As I round the corner at the hallway's end, I see my sexy as hell wife stretched out naked in the center of our Thanksgiving table on a silver platter garnished with phallic shaped root vegetables, an odd potato, and an obscenely long, bumpy squash. Oh, the things I could do with that squash. Julia Child would turn in her grave.

"No turkey? What will I eat?"

She parts her knees to give me a view of the five star cuisine

"Are you hungry?" she asks, sitting up on her elbows and pushing her breasts forward.

"Famished." I look down and my erection bobs in agreement. If he could smile, he would and I have to look twice because I could swear that he just did.
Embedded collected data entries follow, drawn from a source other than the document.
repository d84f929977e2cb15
use thiserror::Error;

use super::config::ConfigError;
use super::orientation::OrientationError;
use crate::core::kinetics::energy::EnergyError;
use crate::core::models::reaction::UnknownReactionType;

#[derive(Debug, Error)]
pub enum EngineError {
    #[error("Invalid physical input: {source}")]
    InvalidPhysicalInput {
        #[from]
        source: EnergyError,
    },

    #[error("Degenerate geometry: {source}")]
    DegenerateGeometry {
        #[from]
        source: OrientationError,
    },

    #[error("Configuration error: {source}")]
    Config {
        #[from]
        source: ConfigError,
    },

    #[error(transparent)]
    ReactionType(#[from] UnknownReactionType),

    #[error("Workflow phase '{phase}' failed: {reason}")]
    PhaseFailed { phase: &'static str, reason: String },
}
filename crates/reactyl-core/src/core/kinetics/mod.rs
//! # Kinetics Module
//!
//! Pure collision-theory functions. Nothing in here holds state, so every
//! function is safe to call from any number of threads.
//!
//! - [`energy`] - Reduced-mass collision energy and the steric orientation factor
//! - [`scaling`] - Linear mapping between the visual velocity slider and the energy chart axis

pub mod energy;
pub mod scaling;
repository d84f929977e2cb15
/// Events emitted while a sweep walks its angle × velocity grid.
#[derive(Debug, Clone, PartialEq)]
pub enum Progress {
    PhaseStart { name: &'static str },
    PhaseFinish,

    /// The grid is about to be evaluated; `angles * velocities` points follow.
    GridStart { angles: usize, velocities: usize },
    /// One grid point was evaluated. Arrives from worker threads in no
    /// particular order.
    PointEvaluated { angle_degrees: f64, reacted: bool },
    GridFinish { evaluated: usize, reacted: usize },

    Message(String),
}

pub type ProgressCallback<'a> = Box<dyn Fn(Progress) + Send + Sync + 'a>;

#[derive(Default)]
pub struct ProgressReporter<'a> {
    callback: Option<ProgressCallback<'a>>,
}

impl<'a> ProgressReporter<'a> {
    pub fn new() -> Self {
        Self::default()
    }

    pub fn with_callback(callback: ProgressCallback<'a>) -> Self {
        Self {
            callback: Some(callback),
        }
    }

    #[inline]
    pub fn report(&self, event: Progress) {
        if let Some(cb) = &self.callback {
            cb(event);
        }
    }

    /// Skips formatting work when nobody is listening.
    pub fn message(&self, build: impl FnOnce() -> String) {
        if self.callback.is_some() {
            self.report(Progress::Message(build()));
        }
    }
}
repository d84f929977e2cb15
pub mod geometry;
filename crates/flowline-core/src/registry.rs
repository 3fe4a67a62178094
//! Task registry and dispatch.

use async_trait::async_trait;
use serde_json::Value;
use std::collections::HashMap;
use std::sync::Arc;

use crate::error::TaskError;
use crate::job::Job;

/// A named unit of work a job can invoke.
#[async_trait]
pub trait Task: Send + Sync {
    /// Returns the task's unique name.
    fn name(&self) -> &'static str;

    /// Execute the task with its JSON input.
    async fn execute(&self, input: Value) -> Result<Value, TaskError>;
}

/// Registry of available tasks.
pub struct TaskRegistry {
    tasks: HashMap<String, Arc<dyn Task>>,
}

impl TaskRegistry {
    /// Create a new empty task registry.
    pub fn new() -> Self {
        Self {
            tasks: HashMap::new(),
        }
    }

    /// Register a task, replacing any task with the same name.
    pub fn register<T: Task + 'static>(&mut self, task: T) {
        let name = task.name().to_string();
        self.tasks.insert(name, Arc::new(task));
    }

    /// Get a task by name.
    pub fn get(&self, name: &str) -> Option<Arc<dyn Task>> {
        self.tasks.get(name).cloned()
    }

    /// Check if a task is registered.
    pub fn has(&self, name: &str) -> bool {
        self.tasks.contains_key(name)
    }

    /// List all registered task names.
    pub fn list(&self) -> Vec<&str> {
        let mut names: Vec<&str> = self.tasks.keys().map(|s| s.as_str()).collect();
        names.sort_unstable();
        names
    }

    /// Execute a task by name.
    pub async fn execute(&self, name: &str, input: Value) -> Result<Value, TaskError> {
        let task = self.get(name).ok_or_else(|| TaskError::NotFound(name.to_string()))?;
        task.execute(input).await
    }

    /// Execute the task a job names.
    pub async fn execute_job(&self, job: Job) -> Result<Value, TaskError> {
        self.execute(&job.task, job.input).await
    }
}

impl Default for TaskRegistry {
    fn default() -> Self {
        Self::new()
    }
}

impl std::fmt::Debug for TaskRegistry {
    fn fmt(&self, f: &mut std::fmt::Formatter<'_>) -> std::fmt::Result {
        f.debug_struct("TaskRegistry")
            .field("tasks", &self.list())
            .finish()
    }
}

#[cfg(test)]
mod tests {
    use super::*;
    use serde_json::json;

    struct EchoTask;

    #[async_trait]
    impl Task for EchoTask {
        fn name(&self) -> &'static str {
            "echo"
        }

        async fn execute(&self, input: Value) -> Result<Value, TaskError> {
            Ok(json!({"echo": input}))
        }
    }

    #[test]
    fn test_registry_new() {
        let registry = TaskRegistry::new();
        assert!(registry.list().is_empty());
    }

    #[test]
    fn test_registry_register() {
        let mut registry = TaskRegistry::new();
        registry.register(EchoTask);

        assert!(registry.has("echo"));
        assert!(!registry.has("unknown"));
        assert_eq!(registry.list(), vec!["echo"]);
    }

    #[tokio::test]
    async fn test_registry_execute_job() {
        let mut registry = TaskRegistry::new();
        registry.register(EchoTask);

        let output = registry.execute_job(Job::new("echo", json!(1))).await.unwrap();
        assert_eq!(output, json!({"echo": 1}));
    }

    #[tokio::test]
    async fn test_registry_execute_not_found() {
        let registry = TaskRegistry::new();
        let result = registry.execute("unknown", json!({})).await;
        assert!(matches!(result, Err(TaskError::NotFound(_))));
    }
}
//! `apiCall` step.

use serde::{Deserialize, Serialize};
use serde_json::Value;

use crate::context::ExecutionContext;
use crate::error::StepError;
use crate::http::{HttpClient, HttpMethod, HttpRequest, HttpResponse};

/// One request header. Both parts may contain templates.
#[derive(Debug, Clone, PartialEq, Serialize, Deserialize)]
pub struct Header {
    pub key: String,
    pub value: String,
}

/// Issue one HTTP request and keep the parsed JSON response.
#[derive(Debug, Clone, Serialize, Deserialize)]
#[serde(rename_all = "camelCase")]
pub struct ApiCallStep {
    /// Target URL (templated).
    pub url: String,

    /// HTTP method (templated, default: GET).
    #[serde(default = "default_method")]
    pub method: String,

    /// Request headers.
    #[serde(default)]
    pub headers: Vec<Header>,

    /// Request body (templated). Defaults to the whole context for non-GET
    /// requests.
    #[serde(default, skip_serializing_if = "Option::is_none")]
    pub body: Option<Value>,

    /// Context key receiving the parsed response.
    #[serde(default, skip_serializing_if = "Option::is_none")]
    pub output_key: Option<String>,
}

fn default_method() -> String {
    "GET".to_string()
}

impl ApiCallStep {
    /// Resolve the request against the current context.
    pub fn build_request(&self, ctx: &ExecutionContext) -> Result<HttpRequest, StepError> {
        let url = ctx.resolve_string(&self.url);
        if url.trim().is_empty() {
            return Err(StepError::Configuration("apiCall url is empty".to_string()));
        }

        let method: HttpMethod = ctx.resolve_string(&self.method).parse()?;

        let headers = self
            .headers
            .iter()
            .map(|h| (ctx.resolve_string(&h.key), ctx.resolve_string(&h.value)))
            .filter(|(key, _)| !key.trim().is_empty())
            .collect();

        let body = match self.body {
            Some(ref body) if !is_blank(body) => Some(ctx.resolve(body)),
            _ if method != HttpMethod::GET => Some(ctx.to_value()),
            _ => None,
        };

        Ok(HttpRequest {
            url,
            method,
            headers,
            body,
        })
    }

    /// Send the request and return the raw response.
    pub async fn send(
        &self,
        ctx: &ExecutionContext,
        http: &dyn HttpClient,
    ) -> Result<HttpResponse, StepError> {
        let request = self.build_request(ctx)?;

        tracing::debug!(
            url = %request.url,
            method = %request.method,
            "Executing API call"
        );

        let response = http.fetch(request).await?;
        if !response.is_success() {
            tracing::warn!(status = response.status, url = %self.url, "API call returned non-success status");
        }

        Ok(response)
    }

    /// Send the request and parse the response body as JSON.
    pub async fn run(&self, ctx: &ExecutionContext, http: &dyn HttpClient) -> Result<Value, StepError> {
        self.send(ctx, http).await?.json()
    }
}

fn is_blank(value: &Value) -> bool {
    match value {
        Value::Null => true,
        Value::String(s) => s.is_empty(),
        _ => false,
    }
}
//! `delay` step.

use serde::{Deserialize, Serialize};
use serde_json::Value;
use std::time::Duration;

/// Unit for [`DelayStep::duration`]. Unknown units fall back to seconds.
#[derive(Debug, Clone, Copy, PartialEq, Eq, Default, Serialize, Deserialize)]
#[serde(rename_all = "lowercase")]
pub enum DelayUnit {
    Minutes,
    Hours,
    Days,
    #[default]
    #[serde(other)]
    Seconds,
}

impl DelayUnit {
    pub fn millis(self) -> f64 {
        match self {
            DelayUnit::Seconds => 1_000.0,
            DelayUnit::Minutes => 60_000.0,
            DelayUnit::Hours => 3_600_000.0,
            DelayUnit::Days => 86_400_000.0,
        }
    }
}

/// Suspend the current execution.
#[derive(Debug, Clone, Serialize, Deserialize)]
#[serde(rename_all = "camelCase")]
pub struct DelayStep {
    /// Amount of `unit`s; a number or a numeric string.
    pub duration: Value,

    #[serde(default)]
    pub unit: DelayUnit,
}

impl DelayStep {
    /// Total pause. Anything that is not a positive finite number is zero.
    pub fn pause(&self) -> Duration {
        let amount = match &self.duration {
            Value::Number(n) => n.as_f64().unwrap_or(0.0),
            Value::String(s) => s.trim().parse::<f64>().unwrap_or(0.0),
            _ => 0.0,
        };

        let millis = amount * self.unit.millis();
        if !millis.is_finite() || millis <= 0.0 {
            return Duration::ZERO;
        }

        Duration::try_from_secs_f64(millis / 1_000.0).unwrap_or(Duration::MAX)
    }

    /// Sleep on the runtime timer; other tasks keep running.
    pub async fn run(&self) {
        let pause = self.pause();
        tracing::debug!(pause_ms = pause.as_millis() as u64, "Delaying execution");
        tokio::time::sleep(pause).await;
    }
}
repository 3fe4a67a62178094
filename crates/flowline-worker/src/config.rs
//! Worker configuration.

use anyhow::{bail, Context, Result};
use std::str::FromStr;
use std::time::Duration;

use flowline_core::RetryConfig;

/// Job queue backend.
#[derive(Debug, Clone, Copy, PartialEq, Eq, Default)]
pub enum QueueBackend {
    /// Process-local queue; jobs are lost on exit.
    #[default]
    Memory,
    /// NATS JetStream stream with a durable pull consumer.
    Nats,
}

impl FromStr for QueueBackend {
    type Err = anyhow::Error;

    fn from_str(s: &str) -> Result<Self> {
        match s.trim().to_ascii_lowercase().as_str() {
            "" | "memory" => Ok(QueueBackend::Memory),
            "nats" => Ok(QueueBackend::Nats),
            other => bail!("unknown queue backend '{}' (expected memory or nats)", other),
        }
    }
}

/// Worker configuration.
#[derive(Debug, Clone)]
pub struct WorkerConfig {
    /// Unique worker identifier (UUID).
    pub worker_id: String,

    /// Job queue backend.
    pub queue: QueueBackend,

    /// NATS server URL.
    pub nats_url: String,

    /// NATS stream name.
    pub nats_stream: String,

    /// NATS consumer name.
    pub nats_consumer: String,

    /// Subject carrying domain events.
    pub events_subject: String,

    /// Document store base URL. `None` uses the in-memory store.
    pub store_url: Option<String>,

    /// Document store API key.
    pub store_api_key: Option<String>,

    /// Collection holding workflow rules.
    pub rules_collection: String,

    /// Collection holding workflows.
    pub workflows_collection: String,

    /// Timeout for outbound HTTP calls.
    pub http_timeout: Duration,

    /// Maximum concurrent jobs.
    pub max_concurrent_jobs: usize,

    /// Job redelivery policy.
    pub retry: RetryConfig,
}

fn env_or(name: &str, default: &str) -> String {
    std::env::var(name).unwrap_or_else(|_| default.to_string())
}

fn env_opt(name: &str) -> Option<String> {
    std::env::var(name).ok().filter(|v| !v.trim().is_empty())
}

fn env_parse<T: FromStr>(name: &str, default: T) -> Result<T>
where
    T::Err: std::fmt::Display,
{
    match env_opt(name) {
        Some(raw) => raw
            .trim()
            .parse()
            .map_err(|e| anyhow::anyhow!("{}", e))
            .with_context(|| format!("invalid value for {}: '{}'", name, raw)),
        None => Ok(default),
    }
}

impl WorkerConfig {
    /// Load configuration from environment variables.
    pub fn from_env() -> Result<Self> {
        let defaults = Self::default();

        let worker_id = env_or("WORKER_ID", &defaults.worker_id);
        let queue = env_parse("FLOWLINE_QUEUE", defaults.queue)?;

        let max_concurrent: usize = env_parse("WORKER_MAX_CONCURRENT", defaults.max_concurrent_jobs)?;
        if max_concurrent == 0 {
            bail!("WORKER_MAX_CONCURRENT must be at least 1");
        }

        let max_attempts: u32 = env_parse("JOB_MAX_ATTEMPTS", defaults.retry.max_attempts)?;
        if max_attempts == 0 {
            bail!("JOB_MAX_ATTEMPTS must be at least 1");
        }

        let http_timeout_secs: u64 = env_parse("HTTP_TIMEOUT_SECS", defaults.http_timeout.as_secs())?;

        Ok(Self {
            worker_id,
            queue,
            nats_url: env_or("NATS_URL", &defaults.nats_url),
            nats_stream: env_or("NATS_STREAM", &defaults.nats_stream),
            nats_consumer: env_or("NATS_CONSUMER", &defaults.nats_consumer),
            events_subject: env_or("NATS_EVENTS_SUBJECT", &defaults.events_subject),
            store_url: env_opt("STORE_URL"),
            store_api_key: env_opt("STORE_API_KEY"),
            rules_collection: env_or("RULES_COLLECTION", &defaults.rules_collection),
            workflows_collection: env_or("WORKFLOWS_COLLECTION", &defaults.workflows_collection),
            http_timeout: Duration::from_secs(http_timeout_secs),
            max_concurrent_jobs: max_concurrent,
            retry: defaults.retry.with_max_attempts(max_attempts),
        })
    }
}

impl Default for WorkerConfig {
    fn default() -> Self {
        Self {
            worker_id: uuid::Uuid::new_v4().to_string(),
            queue: QueueBackend::Memory,
            nats_url: "nats://localhost:4222".to_string(),
            nats_stream: "flowline_jobs".to_string(),
            nats_consumer: "flowline-worker".to_string(),
            events_subject: "flowline.events".to_string(),
            store_url: None,
            store_api_key: None,
            rules_collection: flowline_rules::DEFAULT_RULES_COLLECTION.to_string(),
            workflows_collection: crate::executor::DEFAULT_WORKFLOWS_COLLECTION.to_string(),
            http_timeout: Duration::from_secs(30),
            max_concurrent_jobs: 4,
            retry: RetryConfig::default(),
        }
    }
}

#[cfg(test)]
mod tests {
    use super::*;

    #[test]
    fn test_config_default() {
        let config = WorkerConfig::default();
        assert_eq!(config.queue, QueueBackend::Memory);
        assert_eq!(config.nats_stream, "flowline_jobs");
        assert_eq!(config.rules_collection, "workflow-rules");
        assert_eq!(config.workflows_collection, "workflows");
        assert_eq!(config.http_timeout, Duration::from_secs(30));
        assert_eq!(config.max_concurrent_jobs, 4);
        assert_eq!(config.retry.max_attempts, 3);
        assert!(config.store_url.is_none());
    }

    #[test]
    fn test_queue_backend_parsing() {
        assert_eq!("memory".parse::<QueueBackend>().unwrap(), QueueBackend::Memory);
        assert_eq!("NATS".parse::<QueueBackend>().unwrap(), QueueBackend::Nats);
        assert!("kafka".parse::<QueueBackend>().is_err());
    }
}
I catch a glimpse of myself in a long wall mirror and discover that I, too am buck naked. Well, not completely. I'm wearing a pilgrim hat. Why am I walking around the dark house in the buff looking to stuff a turkey in pilgrim hat? Where the hell is everyone else? Why am I asking these questions when my wife is served up naked on a platter in front of me?

"First course," she purrs, dipping her toes in a bowl of mashed potatoes, swirling them around until she scoops a bite out, lifts her foot to my mouth and smears my lips with fluffy starch. "Why don't you have a taste," she smiles.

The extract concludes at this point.